A.A. Milne
A. A. Milne was born on 18 January 1882 in Kilburn, London, into a household where education was a daily reality. His father, John Vine Milne, ran the small independent school where Milne received his earliest lessons, giving him an unusually close introduction to the world of learning. From there he went on to Westminster School and then to Trinity College at the University of Cambridge, where his formation as a writer in the English language continued to develop.
The career that followed was wide-ranging by any measure. Milne worked as a journalist, an essayist, a poet, a short story writer, a novelist, a playwright, and a screenwriter, moving between forms and audiences with considerable range. He also served as a military officer at some point in his adult life, a role that sat alongside his literary output rather than replacing it. As a children's writer, he produced his most noted work: Winnie-the-Pooh, a title that stands as the clearest marker of his contribution to that corner of English literature. His citizenship was British, and English was the language in which all of his work was written.
Milne died on 31 January 1956 in Hartfield, having lived to the age of seventy-four. That final place of death, a location in England, is the last concrete detail the record offers about where his life came to its close.
Quotes by A.A. Milne
A.A. Milne's insights on:

If you were a bird and lived on high, / You'd lean on the wind when the wind came by, / You'd say to the wind when it took you away: / That's where I wanted to go today!

It is more fun to talk with someone who doesn't use long, difficult words but rather short, easy words like ‘What about lunch?’

A house with daffodils in it is a house lit up, whether or no the sun be shining outside. Daffodils in a green bowl and let it snow if it will.

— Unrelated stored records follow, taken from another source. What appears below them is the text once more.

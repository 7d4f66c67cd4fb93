//! Activation frames and the register arena

use bytecode_system::RegisterId;
use core_types::{RuntimeError, TaggedValue};

use crate::function::FunctionHandle;

/// Free register files kept for reuse
const MAX_POOLED_FILES: usize = 128;

/// Installed `try` handler
#[derive(Debug, Clone, Copy, PartialEq, Eq)]
pub struct TryHandler {
    /// Address of the handler code
    pub handler: usize,
    /// Register receiving the exception object
    pub dst: RegisterId,
}

/// Link from a callee frame back to the instruction that called it
#[derive(Debug, Clone, Copy, PartialEq)]
pub struct CallerLink {
    /// Caller register receiving the return value
    pub dst: RegisterId,
    /// Address of the call instruction in the caller
    pub call_pc: usize,
    /// Value to hand back instead of the callee's return value
    /// (the new instance when the callee is `__init__`)
    pub result: Option<TaggedValue>,
}

/// One function activation
#[derive(Debug)]
pub struct Frame {
    /// Function being executed
    pub function: FunctionHandle,
    /// Register file, exactly `register_count` slots
    pub registers: Vec<TaggedValue>,
    /// Address of the current instruction
    pub pc: usize,
    /// Innermost handler last
    pub handlers: Vec<TryHandler>,
    /// `None` for frames entered from native code
    pub caller: Option<CallerLink>,
}

impl Frame {
    /// Register value
    #[inline]
    pub fn get(&self, reg: RegisterId) -> TaggedValue {
        self.registers[reg.index()]
    }

    /// Overwrite a register
    #[inline]
    pub fn set(&mut self, reg: RegisterId, value: TaggedValue) {
        self.registers[reg.index()] = value;
    }

    /// Registers `start .. start+count`
    #[inline]
    pub fn range(&self, start: RegisterId, count: u32) -> &[TaggedValue] {
        let start = start.index();
        &self.registers[start..start + count as usize]
    }
}

/// Recycles register files between calls so that steady-state calls do not
/// allocate.
#[derive(Debug, Default)]
pub struct RegisterArena {
    free: Vec<Vec<TaggedValue>>,
}

impl RegisterArena {
    /// Empty arena
    pub fn new() -> Self {
        Self::default()
    }

    /// Register file of `count` slots, all `None`
    pub fn take(&mut self, count: usize) -> Vec<TaggedValue> {
        let mut file = self.free.pop().unwrap_or_default();
        file.clear();
        file.resize(count, TaggedValue::None);
        file
    }

    /// Return a register file for reuse
    pub fn release(&mut self, file: Vec<TaggedValue>) {
        if self.free.len() < MAX_POOLED_FILES && file.capacity() > 0 {
            self.free.push(file);
        }
    }

    /// Files waiting for reuse
    pub fn pooled(&self) -> usize {
        self.free.len()
    }

    /// Frame for `function` with `receiver` (if any) followed by `args` in
    /// the parameter registers.
    pub fn frame(
        &mut self,
        function: &FunctionHandle,
        receiver: Option<TaggedValue>,
        args: &[TaggedValue],
    ) -> Result<Frame, RuntimeError> {
        let chunk = function.chunk();
        let given = args.len() + usize::from(receiver.is_some());
        let expected = chunk.param_count as usize;
        if given != expected {
            return Err(RuntimeError::type_error(format!(
                "{}() takes {} positional argument{} but {} {} given",
                function.name(),
                expected,
                if expected == 1 { "" } else { "s" },
                given,
                if given == 1 { "was" } else { "were" },
            )));
        }

        let mut registers = self.take(chunk.register_count as usize);
        let mut slots = registers.iter_mut();
        if let Some(receiver) = receiver {
            if let Some(slot) = slots.next() {
                *slot = receiver;
            }
        }
        for (slot, &arg) in slots.zip(args) {
            *slot = arg;
        }

        Ok(Frame {
            function: FunctionHandle::clone(function),
            registers,
            pc: 0,
            handlers: Vec::new(),
            caller: None,
        })
    }
}

#[cfg(test)]
mod tests {
    use super::*;
    use crate::function::Function;
    use bytecode_system::{BytecodeChunk, Opcode};
    use core_types::ErrorKind;

    fn two_params() -> FunctionHandle {
        let mut chunk = BytecodeChunk::new("pair").with_registers(4, 2);
        chunk.emit(Opcode::ReturnNone);
        Function::load(chunk)
    }

    #[test]
    fn test_frame_arguments() {
        let f = two_params();
        let mut arena = RegisterArena::new();
        let frame = arena
            .frame(&f, Some(TaggedValue::Int(1)), &[TaggedValue::Int(2)])
            .unwrap();
        assert_eq!(
            frame.registers,
            vec![
                TaggedValue::Int(1),
                TaggedValue::Int(2),
                TaggedValue::None,
                TaggedValue::None
            ]
        );
        assert_eq!(frame.range(RegisterId(0), 2), &frame.registers[..2]);
    }

    #[test]
    fn test_arity_mismatch() {
        let f = two_params();
        let mut arena = RegisterArena::new();
        let err = arena.frame(&f, None, &[TaggedValue::Int(1)]).unwrap_err();
        assert_eq!(err.kind, ErrorKind::TypeError);
        assert_eq!(err.message, "pair() takes 2 positional arguments but 1 was given");
    }

    #[test]
    fn test_register_files_are_recycled() {
        let f = two_params();
        let mut arena = RegisterArena::new();
        let mut frame = arena
            .frame(&f, None, &[TaggedValue::Int(1), TaggedValue::Int(2)])
            .unwrap();
        frame.set(RegisterId(3), TaggedValue::Bool(true));
        arena.release(std::mem::take(&mut frame.registers));
        assert_eq!(arena.pooled(), 1);

        let file = arena.take(3);
        assert_eq!(file, vec![TaggedValue::None; 3]);
        assert_eq!(arena.pooled(), 0);
    }
}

She turned to the sunlight and shook her yellow head, and whispered to her neighbor. Winter is dead.

He respects Owl, because you can't help respecting anybody who can spell TUESDAY, even if he doesn't spell it right; but spelling isn't everything. There are days when when spelling Tuesday simply doesn't count.

You can't help respecting anybody who can spell TUESDAY, even if he doesn't spell it right; but spelling isn't everything. There are days when spelling Tuesday simply doesn't count.

Good judgment comes from experience, and experience well, that comes from poor judgment.

There is something you must always remember. You are braver than you believe, stronger than you seem, and smarter than you think.